> _WORK ITEM_:
What is the number of lines in these records with "Received" in them? Answer with that number only.

> _RECORDS SHOWN_:
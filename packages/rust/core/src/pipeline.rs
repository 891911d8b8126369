//! End-to-end `generate` pipeline: request → sanitize → render → convert.

use std::path::{Path, PathBuf};
use std::sync::Arc;
use std::time::{Duration, Instant};

use chrono::NaiveDateTime;
use serde::Serialize;
use tracing::{info, instrument, warn};

use darwin_convert::{Converter, convert_artifact, converter_from_config};
use darwin_render::TemplateRenderer;
use darwin_shared::{AppConfig, DarwinError, DocumentRequest, OutputFormat, RequestId, Result};

// ---------------------------------------------------------------------------
// Stages and progress
// ---------------------------------------------------------------------------

/// Pipeline states, in order. A run ends in `Finalized` (primary format) or
/// `Converted` (derivative format), or fails in between.
#[derive(Debug, Clone, Copy, PartialEq, Eq, Serialize)]
#[serde(rename_all = "snake_case")]
pub enum Stage {
    Received,
    Sanitized,
    Rendered,
    Finalized,
    Converting,
    Converted,
}

impl Stage {
    /// Human-readable label for progress displays.
    pub fn label(&self) -> &'static str {
        match self {
            Self::Received => "Request received",
            Self::Sanitized => "Rich text sanitized",
            Self::Rendered => "Document rendered",
            Self::Finalized => "Document ready",
            Self::Converting => "Converting document",
            Self::Converted => "Conversion complete",
        }
    }
}

/// Progress callback for reporting pipeline status.
pub trait ProgressReporter: Send + Sync {
    /// Called when the pipeline enters `stage`.
    fn stage(&self, stage: Stage);
    /// Called when the pipeline completes.
    fn done(&self, document: &GeneratedDocument);
    /// Called when the pipeline stops on an error.
    fn failed(&self, error: &DarwinError);
}

/// No-op progress reporter for headless/test usage.
pub struct SilentProgress;

impl ProgressReporter for SilentProgress {
    fn stage(&self, _stage: Stage) {}
    fn done(&self, _document: &GeneratedDocument) {}
    fn failed(&self, _error: &DarwinError) {}
}

// ---------------------------------------------------------------------------
// Result
// ---------------------------------------------------------------------------

/// The artifact delivered to the caller.
#[derive(Debug, Clone, Serialize)]
pub struct GeneratedDocument {
    /// Path of the delivered artifact.
    pub path: PathBuf,
    /// Format of the delivered artifact.
    pub format: OutputFormat,
    /// `Content-Type` for `format`.
    pub media_type: &'static str,
    /// Identifier of this invocation, as seen in the logs.
    pub request_id: RequestId,
    /// Total elapsed time.
    #[serde(skip)]
    pub elapsed: Duration,
}

// ---------------------------------------------------------------------------
// Service
// ---------------------------------------------------------------------------

/// Generates dossiers. Holds configuration only; every call is independent.
#[derive(Clone)]
pub struct DocumentService {
    renderer: TemplateRenderer,
    converter: Arc<dyn Converter>,
}

impl DocumentService {
    pub fn new(config: &AppConfig, converter: Arc<dyn Converter>) -> Self {
        Self {
            renderer: TemplateRenderer::from_config(config),
            converter,
        }
    }

    /// Build a service with the converter selected by `config`.
    pub fn from_config(config: &AppConfig) -> Result<Self> {
        Ok(Self::new(config, converter_from_config(&config.converter)?))
    }

    pub fn output_dir(&self) -> &Path {
        self.renderer.output_dir()
    }

    pub fn converter_name(&self) -> &str {
        self.converter.name()
    }

    /// Generate a dossier stamped with the current local time.
    pub async fn generate(
        &self,
        request: DocumentRequest,
        format: OutputFormat,
        progress: &dyn ProgressReporter,
    ) -> Result<GeneratedDocument> {
        let now = chrono::Local::now().naive_local();
        self.generate_at(request, format, now, progress).await
    }

    /// Generate a dossier stamped with `timestamp`.
    ///
    /// 1. Sanitize rich-text fields
    /// 2. Render the primary artifact
    /// 3. Convert it when a derivative format was requested
    ///
    /// A failed conversion fails the whole call; the primary artifact is
    /// never handed back in place of the requested format.
    #[instrument(
        skip_all,
        fields(
            request_id = tracing::field::Empty,
            title = %request.titre_projet,
            format = %format
        )
    )]
    pub async fn generate_at(
        &self,
        request: DocumentRequest,
        format: OutputFormat,
        timestamp: NaiveDateTime,
        progress: &dyn ProgressReporter,
    ) -> Result<GeneratedDocument> {
        let start = Instant::now();
        let request_id = RequestId::new();
        tracing::Span::current().record("request_id", tracing::field::display(request_id));

        match self.run(request, format, timestamp, progress).await {
            Ok(path) => {
                let document = GeneratedDocument {
                    path,
                    format,
                    media_type: format.media_type(),
                    request_id,
                    elapsed: start.elapsed(),
                };
                progress.done(&document);
                info!(
                    path = %document.path.display(),
                    media_type = document.media_type,
                    elapsed_ms = document.elapsed.as_millis() as u64,
                    "generate pipeline complete"
                );
                Ok(document)
            }
            Err(e) => {
                warn!(kind = %e.kind(), error = %e, "generate pipeline failed");
                progress.failed(&e);
                Err(e)
            }
        }
    }

    async fn run(
        &self,
        request: DocumentRequest,
        format: OutputFormat,
        timestamp: NaiveDateTime,
        progress: &dyn ProgressReporter,
    ) -> Result<PathBuf> {
        progress.stage(Stage::Received);
        let title = request.titre_projet.clone();

        // --- Sanitize ---
        let value = serde_json::to_value(&request)
            .map_err(|e| DarwinError::validation(format!("request cannot be encoded: {e}")))?;
        let data = darwin_sanitizer::sanitize_tree(value);
        progress.stage(Stage::Sanitized);

        // --- Render ---
        let renderer = self.renderer.clone();
        let span = tracing::Span::current();
        let primary = tokio::task::spawn_blocking(move || {
            span.in_scope(|| renderer.render(&data, &title, timestamp))
        })
        .await
        .map_err(|e| DarwinError::render("renderer", format!("render task failed: {e}")))??;
        progress.stage(Stage::Rendered);

        if format.is_primary() {
            progress.stage(Stage::Finalized);
            return Ok(primary);
        }

        // --- Convert ---
        progress.stage(Stage::Converting);
        let converted = convert_artifact(
            self.converter.as_ref(),
            &primary,
            format,
            self.renderer.output_dir(),
        )
        .await?;
        progress.stage(Stage::Converted);

        Ok(converted)
    }
}

// ---------------------------------------------------------------------------
// Tests
// ---------------------------------------------------------------------------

> _WRITTEN RESPONSE_:
3